Ademais, de acordo com o art. 31,§4, da Convenção de Viena de 1961, “a imunidade de jurisdição de um agente diplomático no Estado acreditado não o isenta da jurisdição do Estado acreditante”. Em outras palavras, a Convenção de Viena faz surgir uma hipótese de extraterritorialidade da lei penal estrangeira (a lei do Estado que enviou o diplomata). Embora tenha cometido crime no exterior, o agente diplomático responderá pelo delito de acordo com a lei do seu país se origem.

 

Assim, caso a República Islâmica do Irã renuncie ao privilégio do seu representante – o que é bastante improvável –, ele será julgado em Brasília, de acordo com a lei brasileira em aplicação territorial. Se, por outro lado, o Irã recusar-se a isto, o suposto pedófilo persa será julgado com base no Código Penal iraniano, em aplicação extraterritorial, estando sujeito a penas bem mais severas do que aqui, uma vez que a legislação daquela nação sofre influência da Sharia, cujas sanções lembram algumas descritas na Bíblia.

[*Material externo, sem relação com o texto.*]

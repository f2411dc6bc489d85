pub mod escape_time;
pub mod generate_fractal;
pub mod generate_pixel_buffer;
pub mod render_grid;
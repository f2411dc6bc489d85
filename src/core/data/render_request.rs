use crate::core::colour_mapping::lookup_table::ColourLookupTable;
use crate::core::data::complex::Complex;
use crate::core::data::complex_rect::ComplexRect;
use crate::core::data::resolution::Resolution;
use crate::core::fractals::formula::FormulaId;
use crate::core::fractals::view_kind::ViewKind;
use std::sync::Arc;

/// Everything a grid renderer needs to produce one view.
///
/// `fixed` is `z0` for the Mandelbrot view and `c` for the Julia view. The
/// colour table is shared, never mutated, so a request can be handed to
/// another thread while the session builds a replacement table.
#[derive(Debug, Clone, PartialEq)]
pub struct RenderRequest {
    pub resolution: Resolution,
    pub domain: ComplexRect,
    pub formula: FormulaId,
    pub view: ViewKind,
    pub fixed: Complex,
    pub max_iterations: u32,
    pub colour_table: Arc<ColourLookupTable>,
}
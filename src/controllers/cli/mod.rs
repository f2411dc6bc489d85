pub mod render_pair;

Sobre este tema leia este post (“O corno confesso e a Sharia“).

 

Como o precavido H. G. fugiu de Brasília com destino a Teerã, ainda não se sabe se ele enfrentará mesmo algum tipo de justiça. Até agora a única sanção que sofreu foi aplicada pelos punhos e pés dos pais das vítimas que o flagraram logo após os seus alegados avanços sexuais. Para este tipo de pena, não há imunidade diplomática que baste. Campo de força algum funcionaria contra a ira santa dos pais daquelas meninas. H. G. teve sorte: podia ter sido submetido a outra norma duríssima, a Lei de Lynch.